First, establishing title to land by virtue of long possession (often described as ‘squatters’ rights’) is rarely straight forward, and secondly that each case very much turns on its own facts.
The system of land ownership in England and Wales is based upon the Land Registry holding a central, electronic register of title, which they constitute from the old paper documents produced to them to evidence that the original owner had legally acquired it.
Whilst this is all well and good, there are certain areas of land to which the original title deeds may have been lost or, in certain circumstances, where the land has been taken over by a third party and their acts of ‘possession’ can be used as the basis for an application to Land Registry.
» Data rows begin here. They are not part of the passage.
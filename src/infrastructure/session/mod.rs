//! Session store implementations.
//!
//! - [`RedisSessionStore`] - Production Redis-backed store
//! - [`MemorySessionStore`] - In-process fallback and test store

mod memory_store;
mod redis_store;

pub use memory_store::MemorySessionStore;
pub use redis_store::RedisSessionStore;
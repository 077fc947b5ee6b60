//! HTTP API layer for the submission and image endpoints.
//!
//! # Modules
//!
//! - [`dto`] - Form extraction and response types
//! - [`handlers`] - HTTP request handlers
//! - [`middleware`] - Session and tracing middleware
//! - [`routes`] - Route configuration

pub mod dto;
pub mod handlers;
pub mod middleware;
pub mod routes;
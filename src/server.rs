//! HTTP server initialization and runtime setup.
//!
//! Handles session backend selection, state construction, and the Axum server
//! lifecycle including graceful shutdown.

use crate::api::middleware::session::SessionCookie;
use crate::application::services::QrService;
use crate::config::Config;
use crate::domain::repositories::SessionStore;
use crate::infrastructure::session::{MemorySessionStore, RedisSessionStore};
use crate::routes::app_router;
use crate::state::AppState;
use crate::utils::qr_encoder::QrEncoder;

use anyhow::{Context, Result};
use axum::ServiceExt;
use axum::extract::Request;
use std::net::SocketAddr;
use std::sync::Arc;
use std::time::Duration;
use tokio_retry::Retry;
use tokio_retry::strategy::{ExponentialBackoff, jitter};

/// Connection attempts made against Redis before falling back to memory.
const REDIS_CONNECT_ATTEMPTS: usize = 3;

/// Runs the HTTP server with the given configuration.
///
/// Initializes:
/// - Session store (Redis, or in-memory fallback)
/// - QR service with its default URL self-check
/// - Axum HTTP server with graceful shutdown
///
/// # Errors
///
/// Returns an error if:
/// - The default URL fails validation
/// - Server bind fails
/// - Server runtime error occurs
pub async fn run(config: Config) -> Result<()> {
    let state = build_state(&config).await?;

    let app = app_router(state);

    let addr: SocketAddr = config.listen_addr.parse()?;
    let listener = tokio::net::TcpListener::bind(addr).await?;
    tracing::info!("Listening on http://{addr}");

    axum::serve(listener, ServiceExt::<Request>::into_make_service(app))
        .with_graceful_shutdown(shutdown_signal())
        .await?;

    tracing::info!("Server stopped");
    Ok(())
}

/// Builds the shared application state from configuration.
///
/// # Errors
///
/// Returns an error if the configured default URL does not pass validation.
pub async fn build_state(config: &Config) -> Result<AppState> {
    let encoder = QrEncoder::new(config.qr_module_size);
    let qr_service = QrService::new(encoder, &config.default_url)
        .context("Refusing to start: default URL is not a valid URL")?;

    let session_store = connect_session_store(config).await;

    Ok(AppState::new(
        qr_service,
        session_store,
        SessionCookie::new(&config.session_cookie_name, config.session_cookie_secure),
        config.navbar_host.as_str(),
    ))
}

/// Selects the session backend.
///
/// Connects to Redis with exponential back-off when configured; falls back to the
/// in-memory store if Redis is not configured or stays unreachable.
async fn connect_session_store(config: &Config) -> Arc<dyn SessionStore> {
    let ttl = config.session_ttl_seconds;

    let Some(redis_url) = &config.redis_url else {
        tracing::info!("Sessions stored in memory (Redis not configured)");
        return Arc::new(MemorySessionStore::new(Duration::from_secs(ttl)));
    };

    let strategy = ExponentialBackoff::from_millis(10)
        .factor(10)
        .max_delay(Duration::from_secs(2))
        .map(jitter)
        .take(REDIS_CONNECT_ATTEMPTS - 1);

    match Retry::spawn(strategy, || RedisSessionStore::connect(redis_url, ttl)).await {
        Ok(store) => {
            tracing::info!("Sessions stored in Redis");
            Arc::new(store)
        }
        Err(e) => {
            tracing::warn!("Failed to connect to Redis: {}. Using in-memory sessions.", e);
            Arc::new(MemorySessionStore::new(Duration::from_secs(ttl)))
        }
    }
}

/// Resolves on Ctrl-C or, on Unix, SIGTERM.
async fn shutdown_signal() {
    let ctrl_c = async {
        if let Err(e) = tokio::signal::ctrl_c().await {
            tracing::warn!("Failed to listen for Ctrl-C: {}", e);
            std::future::pending::<()>().await;
        }
    };

    #[cfg(unix)]
    let terminate = async {
        use tokio::signal::unix::{SignalKind, signal};

        match signal(SignalKind::terminate()) {
            Ok(mut sigterm) => {
                sigterm.recv().await;
            }
            Err(e) => {
                tracing::warn!("Failed to listen for SIGTERM: {}", e);
                std::future::pending::<()>().await;
            }
        }
    };

    #[cfg(not(unix))]
    let terminate = std::future::pending::<()>();

    tokio::select! {
        _ = ctrl_c => {},
        _ = terminate => {},
    }

    tracing::info!("Shutdown signal received");
}
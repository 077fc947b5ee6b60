use anyhow::Result;
use qr_share::config::{self, Config};
use qr_share::server;
use tracing_subscriber::EnvFilter;

#[tokio::main]
async fn main() -> Result<()> {
    dotenvy::dotenv().ok();

    let config = config::load_from_env()?;
    init_tracing(&config);
    config.print_summary();

    server::run(config).await
}

/// Installs the global subscriber: `RUST_LOG` filter, text or JSON output.
fn init_tracing(config: &Config) {
    let filter = EnvFilter::try_new(&config.log_level).unwrap_or_else(|_| EnvFilter::new("info"));
    let subscriber = tracing_subscriber::fmt().with_env_filter(filter);

    if config.log_format == "json" {
        subscriber.json().init();
    } else {
        subscriber.init();
    }
}
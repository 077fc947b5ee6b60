//! Repository trait for per-visitor session records.

use crate::domain::entities::SessionRecord;
use crate::domain::session::SessionId;
use async_trait::async_trait;

/// Errors raised by a session backend.
///
/// Unlike a cache, a session store must not fail open: these errors are propagated to
/// the request so a broken backend is never mistaken for an empty session.
#[derive(Debug, Clone, thiserror::Error)]
pub enum SessionStoreError {
    #[error("Session store connection error: {0}")]
    Connection(String),

    #[error("Session store operation error: {0}")]
    Operation(String),

    #[error("Corrupt session record: {0}")]
    Corrupt(String),
}

/// Result type for session store operations.
pub type SessionStoreResult<T> = Result<T, SessionStoreError>;

/// Storage contract for session records keyed by session id.
///
/// # Atomicity
///
/// [`SessionStore::save`] must replace the whole record in one operation, so a reader
/// never observes a URL paired with another URL's image.
///
/// # Implementations
///
/// - [`RedisSessionStore`](crate::infrastructure::session::RedisSessionStore) - Redis-backed,
///   shared across processes
/// - [`MemorySessionStore`](crate::infrastructure::session::MemorySessionStore) - In-process
///   map for single-node runs and tests
/// - Test mocks available with `cfg(test)`
#[cfg_attr(test, mockall::automock)]
#[async_trait]
pub trait SessionStore: Send + Sync {
    /// Loads the record for a session.
    ///
    /// # Returns
    ///
    /// - `Ok(Some(record))` if the session holds a live record
    /// - `Ok(None)` if the session is empty or expired
    ///
    /// # Errors
    ///
    /// Returns [`SessionStoreError`] when the backend is unreachable or the stored
    /// value cannot be decoded.
    async fn load(&self, id: &SessionId) -> SessionStoreResult<Option<SessionRecord>>;

    /// Replaces the record for a session.
    ///
    /// # Errors
    ///
    /// Returns [`SessionStoreError`] when the write fails; the previous record is then
    /// left as it was.
    async fn save(&self, id: &SessionId, record: &SessionRecord) -> SessionStoreResult<()>;

    /// Checks if the backend is reachable.
    async fn health_check(&self) -> bool;

    /// Short backend name used in logs and health output.
    fn backend_name(&self) -> &'static str;
}
//! Command-line companion for qr-share.
//!
//! Runs the same URL validation and QR rendering as the web service, and inspects
//! session records stored in Redis.
//!
//! # Usage
//!
//! ```bash
//! # Check whether a URL would be accepted
//! cargo run --bin qrctl -- check "https://example.org/page"
//!
//! # Render a QR code to a PNG file (prompts for the URL if omitted)
//! cargo run --bin qrctl -- render "https://example.org/page" -o page.png
//!
//! # Show the record stored for a session id
//! cargo run --bin qrctl -- session show <SESSION_ID>
//! ```
//!
//! # Environment Variables
//!
//! - `REDIS_URL` / `REDIS_HOST` (for `session`): Redis connection, same as the server

use qr_share::config;
use qr_share::domain::repositories::SessionStore;
use qr_share::domain::{SessionId, ValidatedUrl};
use qr_share::infrastructure::session::RedisSessionStore;
use qr_share::utils::qr_encoder::{DEFAULT_MODULE_SIZE, QrEncoder};
use qr_share::utils::url_validator::is_valid_url;

use anyhow::{Context, Result};
use clap::{Parser, Subcommand};
use colored::*;
use dialoguer::{Confirm, Input};
use std::path::PathBuf;

/// CLI tool for qr-share.
#[derive(Parser)]
#[command(name = "qrctl")]
#[command(author, version, about, long_about = None)]
struct Cli {
    #[command(subcommand)]
    command: Commands,
}

/// Top-level commands.
#[derive(Subcommand)]
enum Commands {
    /// Check whether a URL passes validation
    Check {
        /// URL to check
        url: String,
    },

    /// Render a URL as a PNG QR code
    Render {
        /// URL to encode (prompted for if omitted)
        url: Option<String>,

        /// Output file
        #[arg(short, long, default_value = "qrcode.png")]
        output: PathBuf,

        /// Pixels per QR module
        #[arg(long, default_value_t = DEFAULT_MODULE_SIZE)]
        module_size: u32,

        /// Overwrite an existing file without asking
        #[arg(short = 'y', long)]
        yes: bool,
    },

    /// Inspect stored sessions
    Session {
        #[command(subcommand)]
        action: SessionAction,
    },
}

/// Session inspection subcommands.
#[derive(Subcommand)]
enum SessionAction {
    /// Show the record stored for a session id
    Show {
        /// Session id (64 hex characters, the value of the session cookie)
        id: String,
    },
}

#[tokio::main]
async fn main() -> Result<()> {
    dotenvy::dotenv().ok();

    let cli = Cli::parse();

    match cli.command {
        Commands::Check { url } => check_url(&url),
        Commands::Render {
            url,
            output,
            module_size,
            yes,
        } => render(url, output, module_size, yes),
        Commands::Session { action } => handle_session_action(action).await,
    }
}

/// Prints the validation verdict; fails when the URL is rejected.
fn check_url(url: &str) -> Result<()> {
    if is_valid_url(url) {
        println!("{} {}", "✔ Valid URL:".green().bold(), url.cyan());
        Ok(())
    } else {
        println!("{} {}", "✘ Invalid URL:".red().bold(), url.yellow());
        anyhow::bail!("URL rejected by validator")
    }
}

/// Renders a QR code to a file.
///
/// # Flow
///
/// 1. Prompt for the URL (or use provided)
/// 2. Validate it with the service's rules
/// 3. Confirm overwriting an existing file (unless `--yes`)
/// 4. Encode and write the PNG
fn render(
    url: Option<String>,
    output: PathBuf,
    module_size: u32,
    skip_confirm: bool,
) -> Result<()> {
    let url = match url {
        Some(u) => u,
        None => Input::new()
            .with_prompt("URL to encode")
            .with_initial_text("https://")
            .interact_text()?,
    };

    let Some(url) = ValidatedUrl::parse(&url) else {
        println!("{} {}", "✘ Invalid URL:".red().bold(), url.yellow());
        anyhow::bail!("URL rejected by validator");
    };

    if output.exists() && !skip_confirm {
        let confirmed = Confirm::new()
            .with_prompt(format!("{} exists. Overwrite?", output.display()))
            .default(false)
            .interact()?;

        if !confirmed {
            println!("{}", "Cancelled".red());
            return Ok(());
        }
    }

    let png = QrEncoder::new(module_size)
        .encode(&url)
        .context("Failed to render QR code")?;

    std::fs::write(&output, &png)
        .with_context(|| format!("Failed to write {}", output.display()))?;

    println!("{}", "✔ QR code written".green().bold());
    println!("  URL:  {}", url.as_str().cyan());
    println!("  File: {}", output.display().to_string().bright_white());
    println!("  Size: {} bytes", png.len());

    Ok(())
}

/// Dispatches session inspection commands.
async fn handle_session_action(action: SessionAction) -> Result<()> {
    match action {
        SessionAction::Show { id } => show_session(&id).await,
    }
}

/// Loads one session record from Redis and prints it.
async fn show_session(id: &str) -> Result<()> {
    let id: SessionId = id
        .parse()
        .context("Session id must be 64 lowercase hex characters")?;

    let config = config::load_from_env()?;
    let redis_url = config
        .redis_url
        .as_deref()
        .context("REDIS_URL or REDIS_HOST must be set to inspect sessions")?;

    let store = RedisSessionStore::connect(redis_url, config.session_ttl_seconds)
        .await
        .context("Failed to connect to Redis")?;

    match store.load(&id).await? {
        Some(record) => {
            println!("{}", "Session record".bright_white().bold());
            println!("  Id:    {}", id.short().cyan());
            println!("  URL:   {}", record.url.as_str().bright_yellow());
            println!("  Image: {} bytes PNG", record.png.len());
        }
        None => {
            println!("{}", "No record stored for this session".yellow());
        }
    }

    Ok(())
}
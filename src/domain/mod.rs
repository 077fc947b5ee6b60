//! Domain layer: entities, session identity, and storage contracts.
//!
//! - [`entities`] - Validated URLs and session records
//! - [`repositories`] - Session store trait
//! - [`session`] - Session ids and the per-request [`session::SessionHandle`]
//!
//! The domain layer has no dependency on HTTP or on a concrete storage backend.

pub mod entities;
pub mod repositories;
pub mod session;

pub use entities::{SessionRecord, ValidatedUrl};
pub use repositories::{SessionStore, SessionStoreError};
pub use session::{SessionHandle, SessionId};
//! Repository trait definitions for the domain layer.
//!
//! Traits define the storage contracts; implementations live in
//! `crate::infrastructure::session`. Mock implementations are generated via `mockall`
//! for unit tests.

pub mod session_store;

pub use session_store::{SessionStore, SessionStoreError, SessionStoreResult};

#[cfg(test)]
pub use session_store::MockSessionStore;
In the King and Anor case, the facts rested on whether the owners of a Church could claim that they had been in possession of an underground crypt for many years and in so doing had overridden the claim to that crypt of the original owner’s descendants. If their claim was successful, they would have been free to deal with the site, which was earmarked for development. It was decided that although the Church controlled the physical access to the crypt, by means of a padlocked entry, they had not actually entered it at all, let alone occupied it in some sense as an actual owner might have done, and so couldn’t claim to have been in ‘possession’ of it.
Although Land Registry do now have the majority of land in the country registered on their electronic system, issues of possession do still crop up relatively regularly. For a simple application, the costs can be modest. However, if a dispute occurs then these can quickly escalate, particularly if the matter reaches the Lands Tribunal.